On peut être tentés de les critiquer, mais leur attitude s’explique
aisément. Le pouvoir, sous toutes ses formes, exerce depuis toujours
sur les hommes une réelle fascination, tant sur ceux qui le possèdent
que sur ceux qui ne le possèdent pas et le désirent. Et,
reconnaissons-le humblement : vingt siècles après, même dans les
pays comme le nôtre, marqués par la culture chrétienne, la situation
n’a pas vraiment changé. Le critère de la réussite, dans notre société,
c’est la première place, les honneurs, la réussite matérielle, la
considération. Depuis notre premier jour à l'école, comme dans notre
vie professionnelle, politique ou sociale, c'est ainsi qu'on juge le
premier. Et c'est vrai aussi bien sur le plan international que sur le
plan individuel. La première nation, c'est la plus forte,
économiquement, militairement, financièrement. Ce sont alors les plus
petits et les plus faibles qui en portent les conséquences. Pensons à
la guerre économique que se livrent les grandes puissances, que se
livrent les multinationales. La volonté de dominer le marché, de
contrôler l’économie, tout cela empoisonne la vie de l’humanité. Tout
cela fait chaque jour un nombre incalculable de victimes, aussi bien
dans nos pays développés que dans les pays en voie de développement.

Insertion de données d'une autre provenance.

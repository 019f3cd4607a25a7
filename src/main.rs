//! Batchscan CLI - batched, rate-limited item scanning
//!
//! Usage:
//!   batchscan <items_file> [options]
//!   batchscan - [options]        (read items from stdin)
//!
//! Options:
//!   --pattern=STR    Flag items containing STR as hits (default: validate only)
//!   --batch=N        Items per batch (default: 10)
//!   --limit=N        Max in-flight classifications (default: CPU cores)
//!   --delay=MS       Pause between batches in ms (default: 500)
//!   --max-hits=N     Cap the hit list embedded in the report
//!   --output=FILE    Save the JSON report to FILE
//!   --hits=FILE      Append hits to FILE as JSON lines
//!   --webhook=URL    POST run events to URL
//!   --feed=PORT      Serve live stats over WebSocket on PORT
//!   --help           Show this help
//!
//! Environment:
//!   RUST_LOG         Log level (default: info)

use std::io::Read;
use std::sync::Arc;
use std::time::Duration;

use eyre::{bail, Result};
use tracing::{info, warn};
use tracing_subscriber::EnvFilter;

use batchscan::{
    BatchScanner, ConsoleNotifier, JsonlSink, MemorySink, Notifier, PatternClassifier, ResultSink,
    ScanConfig, StatsBroadcaster, StatsCollector, StatsFeed, WebhookNotifier,
};

#[derive(Debug, Default)]
struct CliOptions {
    input: Option<String>,
    pattern: Option<String>,
    batch_size: Option<usize>,
    concurrency_limit: Option<usize>,
    delay_ms: Option<u64>,
    max_hits: Option<usize>,
    output_file: Option<String>,
    hits_file: Option<String>,
    webhook_url: Option<String>,
    feed_port: Option<u16>,
    help: bool,
}

#[tokio::main]
async fn main() -> Result<()> {
    tracing_subscriber::fmt()
        .with_env_filter(
            EnvFilter::try_from_default_env().unwrap_or_else(|_| EnvFilter::new("info")),
        )
        .with_target(false)
        .compact()
        .init();

    let options = parse_args(std::env::args().skip(1));
    if options.help {
        print_help();
        return Ok(());
    }

    let Some(input) = options.input.clone() else {
        print_help();
        bail!("No input provided");
    };

    let items = read_items(&input)?;
    if items.is_empty() {
        bail!("Input contains no items");
    }

    print_banner();
    info!("📝 Loaded {} items from {}", items.len(), input);

    let mut config = ScanConfig::default();
    if let Some(batch_size) = options.batch_size {
        config.batch_size = batch_size;
    }
    if let Some(limit) = options.concurrency_limit {
        config.concurrency_limit = limit;
    }
    if let Some(delay_ms) = options.delay_ms {
        config.inter_batch_delay = Duration::from_millis(delay_ms);
    }
    config.output_limit = options.max_hits;

    let classifier = Arc::new(match &options.pattern {
        Some(pattern) => PatternClassifier::new(pattern.clone()),
        None => PatternClassifier::validate_only(),
    });

    let sink: Arc<dyn ResultSink> = match &options.hits_file {
        Some(path) => {
            info!("💾 Appending hits to {}", path);
            Arc::new(JsonlSink::new(path))
        }
        None => Arc::new(MemorySink::new()),
    };

    let notifier: Arc<dyn Notifier> = match &options.webhook_url {
        Some(url) => Arc::new(WebhookNotifier::new(url.clone())?),
        None => Arc::new(ConsoleNotifier),
    };

    // Stats plumbing: shared collector, heartbeat broadcaster, optional feed
    let collector = Arc::new(StatsCollector::new());
    let broadcaster =
        StatsBroadcaster::new(collector.clone(), batchscan::stats::DEFAULT_PUBLISH_INTERVAL);
    let feed_handle = match options.feed_port {
        Some(port) => {
            let feed = StatsFeed::bind(
                format!("0.0.0.0:{}", port).parse()?,
                collector.clone(),
                &broadcaster,
            )
            .await?;
            Some(feed.start())
        }
        None => None,
    };
    let broadcaster_handle = broadcaster.start();

    let scanner = BatchScanner::with_stats(config, classifier, sink, notifier, collector);

    // Ctrl+C cancels at the next batch boundary; in-flight items drain
    let cancel = scanner.cancel_flag();
    tokio::spawn(async move {
        if tokio::signal::ctrl_c().await.is_ok() {
            warn!("🛑 Ctrl+C received, cancelling at next batch boundary...");
            cancel.cancel();
        }
    });

    let report = scanner.run(items).await;

    broadcaster_handle.stop().await;
    if let Some(handle) = feed_handle {
        handle.stop().await;
    }

    println!("{}", report.summary());

    if !report.hits.is_empty() {
        println!("💰 HITS FOUND:");
        for (position, hit) in report.hits.iter().enumerate() {
            println!("\n[{}] Item #{}: {}", position + 1, hit.index, hit.item);
            for record in &hit.records {
                println!("    {}: {} ({})", record.label, record.reference, record.reading);
            }
        }
        println!();
    }

    if let Some(path) = &options.output_file {
        std::fs::write(path, serde_json::to_string_pretty(&report)?)?;
        println!("💾 Report saved to {}", path);
    }

    if !report.success {
        bail!(
            "Scan failed: {}",
            report.error.as_deref().unwrap_or("unknown error")
        );
    }
    Ok(())
}

fn parse_args(args: impl Iterator<Item = String>) -> CliOptions {
    let mut options = CliOptions::default();

    for arg in args {
        if let Some(value) = arg.strip_prefix("--pattern=") {
            options.pattern = Some(value.to_string());
        } else if let Some(value) = arg.strip_prefix("--batch=") {
            options.batch_size = value.parse().ok();
        } else if let Some(value) = arg.strip_prefix("--limit=") {
            options.concurrency_limit = value.parse().ok();
        } else if let Some(value) = arg.strip_prefix("--delay=") {
            options.delay_ms = value.parse().ok();
        } else if let Some(value) = arg.strip_prefix("--max-hits=") {
            options.max_hits = value.parse().ok();
        } else if let Some(value) = arg.strip_prefix("--output=") {
            options.output_file = Some(value.to_string());
        } else if let Some(value) = arg.strip_prefix("--hits=") {
            options.hits_file = Some(value.to_string());
        } else if let Some(value) = arg.strip_prefix("--webhook=") {
            options.webhook_url = Some(value.to_string());
        } else if let Some(value) = arg.strip_prefix("--feed=") {
            options.feed_port = value.parse().ok();
        } else if arg == "--help" {
            options.help = true;
        } else if !arg.starts_with("--") {
            options.input = Some(arg);
        }
    }

    options
}

/// Read items from a file, or stdin when the input is "-". One item per
/// line; blank lines dropped.
fn read_items(input: &str) -> Result<Vec<String>> {
    let content = if input == "-" {
        let mut buffer = String::new();
        std::io::stdin().read_to_string(&mut buffer)?;
        buffer
    } else {
        std::fs::read_to_string(input)?
    };

    Ok(content
        .lines()
        .map(str::trim)
        .filter(|line| !line.is_empty())
        .map(String::from)
        .collect())
}

fn print_banner() {
    println!("\n{}", "=".repeat(70));
    println!("  BATCHSCAN - Concurrent Batch Scan Engine");
    println!("  Bounded concurrency, paced batches, live stats");
    println!("{}\n", "=".repeat(70));
}

fn print_help() {
    println!(
        r#"
🔍 BATCHSCAN - Concurrent Batch Scan Engine

Usage:
  batchscan <items_file> [options]
  cat items.txt | batchscan - [options]

Options:
  --pattern=STR    Flag items containing STR as hits (default: validate only)
  --batch=N        Items per batch (default: 10)
  --limit=N        Max in-flight classifications (default: CPU cores)
  --delay=MS       Pause between batches in ms (default: 500)
  --max-hits=N     Cap the hit list embedded in the report
  --output=FILE    Save the JSON report to FILE
  --hits=FILE      Append hits to FILE as JSON lines
  --webhook=URL    POST run events to URL
  --feed=PORT      Serve live stats over WebSocket on PORT
  --help           Show this help

Examples:
  batchscan ./items.txt --pattern=ERROR --batch=500 --limit=8
  batchscan ./items.txt --output=report.json --hits=hits.jsonl
  cat items.txt | batchscan - --feed=3002
"#
    );
}

#[cfg(test)]
mod tests {
    use super::*;

    #[test]
    fn test_parse_args_full() {
        let options = parse_args(
            [
                "items.txt",
                "--pattern=X",
                "--batch=50",
                "--limit=8",
                "--delay=250",
                "--max-hits=10",
                "--output=out.json",
                "--feed=3002",
            ]
            .iter()
            .map(|s| s.to_string()),
        );

        assert_eq!(options.input.as_deref(), Some("items.txt"));
        assert_eq!(options.pattern.as_deref(), Some("X"));
        assert_eq!(options.batch_size, Some(50));
        assert_eq!(options.concurrency_limit, Some(8));
        assert_eq!(options.delay_ms, Some(250));
        assert_eq!(options.max_hits, Some(10));
        assert_eq!(options.output_file.as_deref(), Some("out.json"));
        assert_eq!(options.feed_port, Some(3002));
        assert!(!options.help);
    }

    #[test]
    fn test_parse_args_bad_numbers_ignored() {
        let options = parse_args(
            ["items.txt", "--batch=abc", "--limit="]
                .iter()
                .map(|s| s.to_string()),
        );
        assert_eq!(options.batch_size, None);
        assert_eq!(options.concurrency_limit, None);
    }
}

L’actualité de ces derniers jours attire notre attention sur le nombre
croissant de salariés acculés au suicide parce qu’ils se sentent
incompris voire rejetés par leur entreprise. L’apôtre Jacques, dans la
seconde lecture, en des termes très directs, dévoile la racine des
guerres, des conflits, des meurtres, de toute violence. Il s’agit
toujours, à travers la jalousie, les rivalités, de la soif de pouvoir
qui est en l’homme. Cette âpre compétition qui règne aujourd’hui comme
hier, c’est la règle de notre humanité : elle fait des millions de
victimes.
Nous pouvons et nous devons nous insurger et dénoncer une
telle situation, mais comprenons bien : Tout cela ne concerne pas que
les autres. Il y a aussi en chacun de nous cette tentation de se mettre
en avant et d’imposer nos idées aux autres.. Alors oui, nous avons
besoin de nous laisser instruire par l’Evangile, nous avons toujours à
nous ajuster au regard et au projet du Christ. Prenons le temps
d’accueillir avec un cœur ouvert l’annonce qu’il nous fait.
"Si
quelqu'un veut être le premier, qu’il soit le dernier de tous et le
serviteur de tous". Cette invitation de Jésus fait partie de ces
paradoxes bien connus de l'évangile : les premiers seront les derniers
et les derniers premiers... qui veut trouver sa vie doit la perdre...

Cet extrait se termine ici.